Fidel Castro was a young charismatic lawyer, a nationalist in the tradition of José Martí, with great oratorical skills. He was due to stand for elections but when they were cancelled, he decided that only force could bring about a desperately needed change in the political and social system of Cuba. Fidel led 119 rebels in a badly planned attack on the strategically important Moncada army barracks in Santiago de Cuba on July 26, 1953. Sixty-four rebels were arrested, tortured and executed; Fidel and a handful, including his brother Raul, escaped to the mountains, only to be arrested a few days later. During his trial in full media glare, Fidel made his masterly speech, “History will absolve me”, which later became his political manifesto. He was sentenced to 15 years in jail but when Batista granted amnesty to all political prisoners in 1955 in order to appease the opposition, Fidel was released and fled to Mexico.

Castro carefully laid plans for the invasion of Cuba with an armed band of guerrillas, raising funds and training them in Mexico. Che Guevara, an Argentinian doctor, joined his ranks and was the only communist of the 82 who set sail for Cuba on November 25, 1956, in an old leisure yacht called Granma. Their landing on December 2 was disastrous; they were spotted by Batista’s forces and routed. Only about a dozen escaped to the hills of Sierra Maestra but, luckily, Fidel, Raul and Che were among the survivors, and thus began the tale of a handful of idealistic revolutionaries fighting to rescue their country from the clutches of a depraved despot. Over the next few months they were sustained not only by the sympathetic peasantry, but the underground movement in the cities of Cuba, called the movement of July 26. Its leader in Santiago was Frank País, a 22-year-old student. Slowly but steadily this rag tag bunch in the Sierra expanded their numbers, became seasoned fighters and their attacks on Batista’s troops increased. When Herbert Mathews of the New York Times interviewed Castro in Sierra Maestra in February of 1957, it was a media coup that raised Castro’s international profile.
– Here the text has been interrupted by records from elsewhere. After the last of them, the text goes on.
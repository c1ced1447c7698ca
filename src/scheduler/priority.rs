//! Priority to weight mapping and runtime estimation
//!
//! Fair threads get a share of the CPU proportional to a weight derived
//! from their effective priority. Adjacent priorities differ by roughly
//! 22%, so raising a thread by one level gives it about 1.22x the share of
//! a thread one level below.
//!
//! ## Key Values:
//! - **weight**: `PRIORITY_TO_WEIGHT[p] / 65536`, in (0, 1]
//! - **MIN_WEIGHT**: weight of the lowest priority, the unit of the
//!   virtual timeline
//! - **expected runtime**: per-thread estimate of how long it runs per
//!   activation, used for predicted queue times

use super::config::{EXPECTED_RUNTIME_ALPHA, EXPECTED_RUNTIME_BETA};
use super::types::{SchedDuration, SchedWeight};

/// Lowest thread priority.
pub const LOWEST_PRIORITY: i32 = 0;

/// Highest thread priority.
pub const HIGHEST_PRIORITY: i32 = 31;

/// Priority of newly created threads unless told otherwise.
pub const DEFAULT_PRIORITY: i32 = 16;

/// Priority of per-CPU idle threads.
pub const IDLE_PRIORITY: i32 = LOWEST_PRIORITY;

/// Number of priority levels.
pub const NUM_PRIORITIES: usize = (HIGHEST_PRIORITY - LOWEST_PRIORITY + 1) as usize;

/// Raw weights (16 fractional bits) indexed by priority.
pub const PRIORITY_TO_WEIGHT: [i64; NUM_PRIORITIES] = [
    // 0 to 7
    121, 149, 182, 223, 273, 335, 410, 503,
    // 8 to 15
    616, 754, 924, 1132, 1386, 1698, 2080, 2549,
    // 16 to 23
    3122, 3825, 4685, 5739, 7030, 8612, 10550, 12924,
    // 24 to 31
    15832, 19394, 23757, 29103, 35651, 43672, 53499, 65536,
];

/// Weight of the lowest priority.
pub const MIN_WEIGHT: SchedWeight = SchedWeight::from_raw(PRIORITY_TO_WEIGHT[LOWEST_PRIORITY as usize]);

/// Whether `priority` is a valid level.
#[inline]
pub const fn is_valid_priority(priority: i32) -> bool {
    priority >= LOWEST_PRIORITY && priority <= HIGHEST_PRIORITY
}

/// Map a priority to its fair share weight.
#[inline]
pub fn priority_to_weight(priority: i32) -> SchedWeight {
    crate::kassert!(is_valid_priority(priority), "priority {} out of range", priority);
    SchedWeight::from_raw(PRIORITY_TO_WEIGHT[priority as usize])
}

/// Virtual time a fair thread's request spans: `period / (weight / MIN_WEIGHT)`.
///
/// Equivalent to dividing by `RECIPROCAL_MIN_WEIGHT * weight`, done in
/// integer form to avoid rounding the rate first.
#[inline]
pub fn normalized_duration(period_ns: SchedDuration, weight: SchedWeight) -> SchedDuration {
    crate::kassert!(weight > SchedWeight::ZERO, "non-positive weight {}", weight);
    ((period_ns as i128 * MIN_WEIGHT.raw() as i128) / weight.raw() as i128) as SchedDuration
}

/// Asymmetric exponential update: grow toward a larger sample at rate
/// beta, decay toward a smaller one at rate alpha, never below zero.
#[inline]
pub fn peak_decay_delta(value: SchedDuration, sample: SchedDuration) -> SchedDuration {
    let delta = sample - value;
    let step = if delta >= 0 {
        EXPECTED_RUNTIME_BETA.scale(delta)
    } else {
        EXPECTED_RUNTIME_ALPHA.scale(delta)
    };
    step.max(-value)
}
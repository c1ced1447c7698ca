//! Weighted fair discipline
//!
//! Fair threads share a CPU in proportion to their weights. Each CPU keeps
//! a virtual timeline that advances with wall time whenever any fair
//! weight is present; a thread's request spans
//! `[start_time, finish_time)` on that timeline, where the span length is
//! the scheduling period scaled down by its relative weight.
//!
//! ## Selection
//! 1. A fair thread is eligible once `start_time <= virtual_time`
//! 2. Among eligible threads, the one with the earliest finish time runs
//! 3. If nothing is eligible, virtual time jumps to the earliest start

use super::percpu::PerCpuScheduler;
use super::priority::normalized_duration;
use super::state::SchedulerState;
use super::thread::ThreadTable;
use super::types::{Placement, SchedDuration, SchedRemainder, SchedTime, SchedWeight, Tid};

impl PerCpuScheduler {
    /// Advance virtual time to `now`. Virtual time only moves while fair
    /// weight is present on this CPU.
    pub(crate) fn update_timeline(&mut self, now: SchedTime) {
        let runtime_ns = now - self.last_update_time_ns;
        self.last_update_time_ns = now;
        if self.weight_total > SchedWeight::ZERO {
            self.virtual_time += runtime_ns;
        }
    }

    /// Stretch the scheduling period once there are more runnable fair
    /// threads than granules in the target latency.
    pub(crate) fn update_period(&mut self) {
        let num_tasks = self.runnable_fair_task_count;
        crate::kassert!(num_tasks >= 0, "cpu {} negative fair task count", self.cpu);
        self.scheduling_period_grans = num_tasks.max(self.target_latency_grans);
    }

    /// Time slice of a thread with `weight`: its share of the scheduling
    /// period, rounded to whole granules and never less than one.
    pub fn calculate_timeslice(&self, weight: SchedWeight) -> SchedDuration {
        if self.weight_total <= SchedWeight::ZERO {
            return self.minimum_granularity_ns;
        }
        let proportional_grans = SchedWeight::from_int(self.scheduling_period_grans)
            .mul(weight)
            .div(self.weight_total);
        let grans = proportional_grans.round().max(1);
        grans * self.minimum_granularity_ns
    }

    /// Scheduling period in nanoseconds.
    #[inline]
    pub fn scheduling_period_ns(&self) -> SchedDuration {
        self.scheduling_period_grans * self.minimum_granularity_ns
    }

    /// Fair part of queueing: pick a start time and derive the finish time.
    pub(crate) fn place_fair(&self, state: &mut SchedulerState, placement: Placement) {
        let initial_time_slice_ns = state.initial_time_slice_ns().max(1);
        let remainder = SchedRemainder::from_ratio(state.time_slice_ns, initial_time_slice_ns);
        crate::kassert!(
            remainder <= SchedRemainder::ONE,
            "timeslice remainder {} exceeds one",
            remainder
        );

        if placement == Placement::Insertion || remainder <= SchedRemainder::ZERO {
            state.start_time = state.finish_time.max(self.virtual_time);
            state.set_timeslice_remainder(SchedRemainder::ONE);
        } else if placement == Placement::Preemption {
            crate::kassert!(state.time_slice_ns > 0);
            state.set_timeslice_remainder(remainder);
        }

        let delta_norm = normalized_duration(self.scheduling_period_ns(), state.weight());
        state.finish_time = state.start_time + delta_norm;
        crate::kassert!(
            state.start_time < state.finish_time,
            "start {} not before finish {}",
            state.start_time,
            state.finish_time
        );
    }

    /// Take the next fair thread, snapping virtual time forward to the
    /// earliest start if nothing is eligible yet.
    pub(crate) fn dequeue_fair_thread(&mut self, threads: &mut ThreadTable) -> Option<Tid> {
        let front = self.fair_run_queue.front(threads)?;
        let eligible_time = self.virtual_time.max(threads[front].sched.start_time);
        if eligible_time > self.virtual_time {
            self.virtual_time = eligible_time;
        }

        let tid = self
            .fair_run_queue
            .find_earliest_eligible(threads, eligible_time, |_| true);
        crate::kassert!(tid.is_some(), "cpu {} fair queue has no eligible thread", self.cpu);
        let tid = tid?;
        self.fair_run_queue.erase(threads, tid);
        self.trace_queue_event("dequeue_fair", tid);
        Some(tid)
    }
}
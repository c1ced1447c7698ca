//! Fixed-point arithmetic for weights, utilizations and scale factors
//!
//! `Fixed<FRAC>` stores a signed value with `FRAC` fractional bits in an
//! `i64`. Products and quotients go through `i128` so that nanosecond
//! quantities multiplied by a fraction never overflow in practice.

use core::fmt;
use core::ops::{Add, AddAssign, Neg, Sub, SubAssign};

#[derive(Clone, Copy, Default, PartialEq, Eq, PartialOrd, Ord, Hash)]
pub struct Fixed<const FRAC: u32>(i64);

impl<const FRAC: u32> Fixed<FRAC> {
    pub const ZERO: Self = Self(0);
    pub const ONE: Self = Self(1 << FRAC);

    #[inline]
    pub const fn from_raw(raw: i64) -> Self {
        Self(raw)
    }

    #[inline]
    pub const fn raw(self) -> i64 {
        self.0
    }

    #[inline]
    pub const fn from_int(value: i64) -> Self {
        Self(value << FRAC)
    }

    /// `numerator / denominator`, truncated toward zero.
    #[inline]
    pub const fn from_ratio(numerator: i64, denominator: i64) -> Self {
        Self((((numerator as i128) << FRAC) / denominator as i128) as i64)
    }

    /// Nearest integer, halves rounded up.
    #[inline]
    pub const fn round(self) -> i64 {
        (self.0 + (1 << (FRAC - 1))) >> FRAC
    }

    /// Integer part, rounded toward negative infinity.
    #[inline]
    pub const fn floor(self) -> i64 {
        self.0 >> FRAC
    }

    /// `value * self`, truncated to an integer.
    #[inline]
    pub const fn scale(self, value: i64) -> i64 {
        ((value as i128 * self.0 as i128) >> FRAC) as i64
    }

    #[inline]
    pub const fn mul(self, other: Self) -> Self {
        Self(((self.0 as i128 * other.0 as i128) >> FRAC) as i64)
    }

    #[inline]
    pub const fn div(self, other: Self) -> Self {
        Self((((self.0 as i128) << FRAC) / other.0 as i128) as i64)
    }

    /// `1 / self`.
    #[inline]
    pub const fn reciprocal(self) -> Self {
        Self::ONE.div(self)
    }

    #[inline]
    pub fn max(self, other: Self) -> Self {
        Ord::max(self, other)
    }

    #[inline]
    pub fn min(self, other: Self) -> Self {
        Ord::min(self, other)
    }

    /// Convert between fractional precisions.
    #[inline]
    pub const fn convert<const OTHER: u32>(self) -> Fixed<OTHER> {
        if OTHER >= FRAC {
            Fixed::<OTHER>((self.0 as i128).wrapping_shl(OTHER - FRAC) as i64)
        } else {
            Fixed::<OTHER>(self.0 >> (FRAC - OTHER))
        }
    }
}

impl<const FRAC: u32> Add for Fixed<FRAC> {
    type Output = Self;
    fn add(self, rhs: Self) -> Self {
        Self(self.0 + rhs.0)
    }
}

impl<const FRAC: u32> Sub for Fixed<FRAC> {
    type Output = Self;
    fn sub(self, rhs: Self) -> Self {
        Self(self.0 - rhs.0)
    }
}

impl<const FRAC: u32> AddAssign for Fixed<FRAC> {
    fn add_assign(&mut self, rhs: Self) {
        self.0 += rhs.0;
    }
}

impl<const FRAC: u32> SubAssign for Fixed<FRAC> {
    fn sub_assign(&mut self, rhs: Self) {
        self.0 -= rhs.0;
    }
}

impl<const FRAC: u32> Neg for Fixed<FRAC> {
    type Output = Self;
    fn neg(self) -> Self {
        Self(-self.0)
    }
}

impl<const FRAC: u32> fmt::Display for Fixed<FRAC> {
    fn fmt(&self, f: &mut fmt::Formatter<'_>) -> fmt::Result {
        let sign = if self.0 < 0 { "-" } else { "" };
        let magnitude = (self.0 as i128).abs();
        let int = magnitude >> FRAC;
        let frac = ((magnitude & ((1i128 << FRAC) - 1)) * 10_000) >> FRAC;
        write!(f, "{}{}.{:04}", sign, int, frac)
    }
}

impl<const FRAC: u32> fmt::Debug for Fixed<FRAC> {
    fn fmt(&self, f: &mut fmt::Formatter<'_>) -> fmt::Result {
        fmt::Display::fmt(self, f)
    }
}
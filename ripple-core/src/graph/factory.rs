//! Typed node factories.
//!
//! Every factory builds the behavior, validates the parents against its
//! signature, primes the node and returns its handle. Nodes built here are
//! fresh: they read their parents but are not subscribed until committed.

use super::arena::Graph;
use super::behavior::Port;
use super::node::{NodeId, ParentCollection};
use crate::error::{GraphError, Result};
use crate::trigger::{
    ConstTrigger, Counter, Edge, EdgeDirection, Gate, GateRule, InputTrigger, OnChange,
    SelectTrigger, Snapshot, Toggle, WhenTrue,
};
use crate::value::{
    Binary, BinaryFn, Input, Literal, Nary, NaryOp, Scalar, Select, Shell, Ternary, TernaryFn,
    Unary, UnaryFn,
};

impl Graph {
    /// Add an externally mutable value.
    pub fn input<T: Scalar>(&mut self, value: T) -> Result<NodeId> {
        self.add_node(Box::new(Input::new(value)), ParentCollection::new())
    }

    /// Add a constant value.
    pub fn literal<T: Scalar>(&mut self, value: T) -> Result<NodeId> {
        self.add_node(Box::new(Literal::new(value)), ParentCollection::new())
    }

    /// Add a passthrough over `parent`.
    pub fn shell<T: Scalar>(&mut self, parent: NodeId) -> Result<NodeId> {
        self.add_node(
            Box::new(Shell::<T>::new()),
            ParentCollection::new().with_single(parent),
        )
    }

    /// Add a one-operand combinator.
    pub fn unary<A: Scalar, R: Scalar>(
        &mut self,
        name: &'static str,
        op: UnaryFn<A, R>,
        a: NodeId,
    ) -> Result<NodeId> {
        self.add_node(Box::new(Unary::new(name, op)), ParentCollection::singles(&[a]))
    }

    /// Add a two-operand combinator.
    pub fn binary<A: Scalar, B: Scalar, R: Scalar>(
        &mut self,
        name: &'static str,
        op: BinaryFn<A, B, R>,
        a: NodeId,
        b: NodeId,
    ) -> Result<NodeId> {
        self.add_node(
            Box::new(Binary::new(name, op)),
            ParentCollection::singles(&[a, b]),
        )
    }

    /// Add a three-operand combinator.
    pub fn ternary<A: Scalar, B: Scalar, C: Scalar, R: Scalar>(
        &mut self,
        name: &'static str,
        op: TernaryFn<A, B, C, R>,
        a: NodeId,
        b: NodeId,
        c: NodeId,
    ) -> Result<NodeId> {
        self.add_node(
            Box::new(Ternary::new(name, op)),
            ParentCollection::singles(&[a, b, c]),
        )
    }

    /// Add an n-ary fold over `parents`.
    pub fn nary<T: Scalar>(&mut self, op: NaryOp<T>, parents: Vec<NodeId>) -> Result<NodeId> {
        self.add_node(Box::new(Nary::new(op)), ParentCollection::new().with_list(parents))
    }

    /// Add a value mux: `then` while `condition` holds, `otherwise` if not.
    pub fn select<T: Scalar>(
        &mut self,
        condition: NodeId,
        then: NodeId,
        otherwise: NodeId,
    ) -> Result<NodeId> {
        self.add_node(
            Box::new(Select::<T>::new()),
            ParentCollection::singles(&[condition, then, otherwise]),
        )
    }

    /// Add a trigger the host can provoke.
    pub fn input_trigger(&mut self) -> Result<NodeId> {
        self.add_node(Box::new(InputTrigger::new()), ParentCollection::new())
    }

    /// Add a trigger that never fires.
    pub fn const_trigger(&mut self) -> Result<NodeId> {
        self.add_node(Box::new(ConstTrigger::new()), ParentCollection::new())
    }

    /// Add a gate combining the pulses of `parents` by `rule`.
    pub fn gate(&mut self, rule: GateRule, parents: Vec<NodeId>) -> Result<NodeId> {
        self.add_node(Box::new(Gate::new(rule)), ParentCollection::new().with_list(parents))
    }

    /// Shorthand for an [`GateRule::Any`] gate.
    pub fn any_of(&mut self, parents: Vec<NodeId>) -> Result<NodeId> {
        self.gate(GateRule::Any, parents)
    }

    /// Add a trigger that fires when any parent changed this round.
    pub fn on_change(&mut self, parents: Vec<NodeId>) -> Result<NodeId> {
        self.add_node(Box::new(OnChange::new()), ParentCollection::new().with_list(parents))
    }

    /// Add a trigger that fires when `level` turns true.
    pub fn rising(&mut self, level: NodeId) -> Result<NodeId> {
        self.edge(EdgeDirection::Rising, level)
    }

    /// Add a trigger that fires when `level` turns false.
    pub fn falling(&mut self, level: NodeId) -> Result<NodeId> {
        self.edge(EdgeDirection::Falling, level)
    }

    fn edge(&mut self, direction: EdgeDirection, level: NodeId) -> Result<NodeId> {
        self.add_node(
            Box::new(Edge::new(direction)),
            ParentCollection::singles(&[level]),
        )
    }

    /// Add a trigger that fires whenever `level` is evaluated as true.
    pub fn when_true(&mut self, level: NodeId) -> Result<NodeId> {
        self.add_node(Box::new(WhenTrue::new()), ParentCollection::singles(&[level]))
    }

    /// Add a trigger mux passing the pulses of the selected branch.
    pub fn select_trigger(
        &mut self,
        condition: NodeId,
        then: NodeId,
        otherwise: NodeId,
    ) -> Result<NodeId> {
        self.add_node(
            Box::new(SelectTrigger::new()),
            ParentCollection::singles(&[condition, then, otherwise]),
        )
    }

    /// Add a bool that flips on every pulse of `trigger`.
    pub fn toggle(&mut self, trigger: NodeId, initial: bool) -> Result<NodeId> {
        self.add_node(Box::new(Toggle::new(initial)), ParentCollection::singles(&[trigger]))
    }

    /// Add a count of the pulses of `trigger`.
    pub fn counter(&mut self, trigger: NodeId) -> Result<NodeId> {
        self.add_node(Box::new(Counter::new()), ParentCollection::singles(&[trigger]))
    }

    /// Add a sample of `value` taken on every pulse of `trigger`.
    pub fn snapshot<T: Scalar>(&mut self, value: NodeId, trigger: NodeId) -> Result<NodeId> {
        self.add_node(
            Box::new(Snapshot::<T>::new()),
            ParentCollection::singles(&[value, trigger]),
        )
    }

    /// Stage a new value on an input node. It is committed by the next
    /// evaluation of the node.
    pub fn stage_input<T: Scalar>(&mut self, id: NodeId, value: T) -> Result<()> {
        let node = self.node_mut(id)?;
        let output = node.behavior.output();
        let is_source = node.behavior.is_source();
        match node.behavior.as_any_mut().downcast_mut::<Input<T>>() {
            Some(input) => {
                input.stage(value);
                Ok(())
            }
            None if is_source && matches!(output, Port::Value { .. }) => {
                Err(GraphError::TypeMismatch {
                    node: id,
                    expected: T::type_name(),
                    found: output.to_string(),
                })
            }
            None => Err(GraphError::NotAnInput(id)),
        }
    }

    /// Request a pulse from an input trigger in the next round.
    pub fn stage_provoke(&mut self, id: NodeId) -> Result<()> {
        let node = self.node_mut(id)?;
        match node.behavior.as_any_mut().downcast_mut::<InputTrigger>() {
            Some(trigger) => {
                trigger.stage();
                Ok(())
            }
            None => Err(GraphError::NotATrigger(id)),
        }
    }
}

#[cfg(test)]
mod tests {
    use crate::error::GraphError;
    use crate::graph::{Graph, Role};

    #[test]
    fn staging_checks_kind_and_type() {
        let mut graph = Graph::new();
        let a = graph.input(1_i64).unwrap();
        let lit = graph.literal(1_i64).unwrap();
        let fire = graph.input_trigger().unwrap();

        assert!(graph.stage_input(a, 4_i64).is_ok());
        assert!(matches!(
            graph.stage_input(a, 4.0_f64),
            Err(GraphError::TypeMismatch { .. })
        ));
        assert_eq!(graph.stage_input(lit, 4_i64), Err(GraphError::NotAnInput(lit)));
        assert_eq!(graph.stage_provoke(a), Err(GraphError::NotATrigger(a)));
        assert!(graph.stage_provoke(fire).is_ok());
    }

    #[test]
    fn trigger_factories_build_triggers() {
        let mut graph = Graph::new();
        let level = graph.input(false).unwrap();
        let fire = graph.input_trigger().unwrap();
        let rising = graph.rising(level).unwrap();
        let any = graph.any_of(vec![fire, rising]).unwrap();

        assert_eq!(graph.node(any).unwrap().role(), Role::Trigger);
        assert_eq!(graph.node(any).unwrap().depth(), 2);
        assert_eq!(graph.node(any).unwrap().kind(), "Any");
    }

    #[test]
    fn value_slot_rejects_trigger_parent() {
        let mut graph = Graph::new();
        let fire = graph.input_trigger().unwrap();
        assert!(matches!(
            graph.shell::<i64>(fire),
            Err(GraphError::PortMismatch { .. })
        ));
        let a = graph.input(1_i64).unwrap();
        assert!(matches!(
            graph.counter(a),
            Err(GraphError::PortMismatch { .. })
        ));
    }
}
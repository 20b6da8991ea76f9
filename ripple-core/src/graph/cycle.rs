//! Cycle Guard
//!
//! Reachability over parent edges. Every new edge `parent -> child` is
//! checked before the graph is mutated: if `parent` already reaches `child`,
//! the edge would close a cycle and is rejected.

use std::collections::{HashSet, VecDeque};

use super::arena::Graph;
use super::node::NodeId;

/// Breadth-first search from `root` over parent edges.
///
/// Returns `true` as soon as any of `targets` is reached (the root itself
/// included). A `None` root is treated as reaching everything, which is what
/// "no parent yet" sentinels expect.
pub fn reaches(graph: &Graph, root: Option<NodeId>, targets: &[NodeId]) -> bool {
    let Some(root) = root else { return true };

    let mut visited = HashSet::new();
    let mut queue = VecDeque::from([root]);
    while let Some(id) = queue.pop_front() {
        if targets.contains(&id) {
            return true;
        }
        if !visited.insert(id) {
            continue;
        }
        if let Some(node) = graph.get(id) {
            queue.extend(node.parents().iter().filter(|parent| !visited.contains(parent)));
        }
    }
    false
}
While Castro kept up the skirmishes against Batista’s troops in the Sierra, the political situation was reaching a boiling point in the rest of the country. In March 1957, José Antonio Echeverría, an opposition leader, led an attack on the presidential palace to assassinate Batista. Most of the 35 attackers were students, and only three survived. In September of the same year, there was an armed revolt by naval officers in the normally calm city of Cienfuegos. It was brutally crushed but Batista’s hold on power was beginning to look tenuous. Although Frank País was killed in July in Santiago, the underground movement was too well entrenched by now.

By early 1958 the tide was beginning to turn in favour of Castro who had established his headquarters in La Plata and was broadcasting propaganda on Radio Rebelde across Cuba. When Batista made a final bid for ending Fidel’s free run in the Sierra by sending 10,000 troops in May, their advance was halted with the help of the local peasantry. Castro signed the Caracas Pact with eight leading opposition groups, who called on the US to stop all aid to Batista. Bolstered by the Caracas Pact, Castro was now on the offensive, and sent the charismatic Camilo Cienfuegos and Che Guevara west, to open new fronts in the Escambray Mountains.

While Cienfuegos tied down troops in Yaguajay, Che sealed the victory by an audacious attack on an armoured train in Santa Clara. Cienfuegos and Che advanced onto Havana on New Year’s Eve, while Batista made good his escape to the Dominican Republic in the early hours of January 1, 1958. Castro gave a victory speech in Parque Céspedes in Santiago on the same day, and then led a victorious cavalcade across Cuba to Havana. It felt like all of Cuba had come out on the streets to celebrate liberation from the death squads and torture cells of Batista.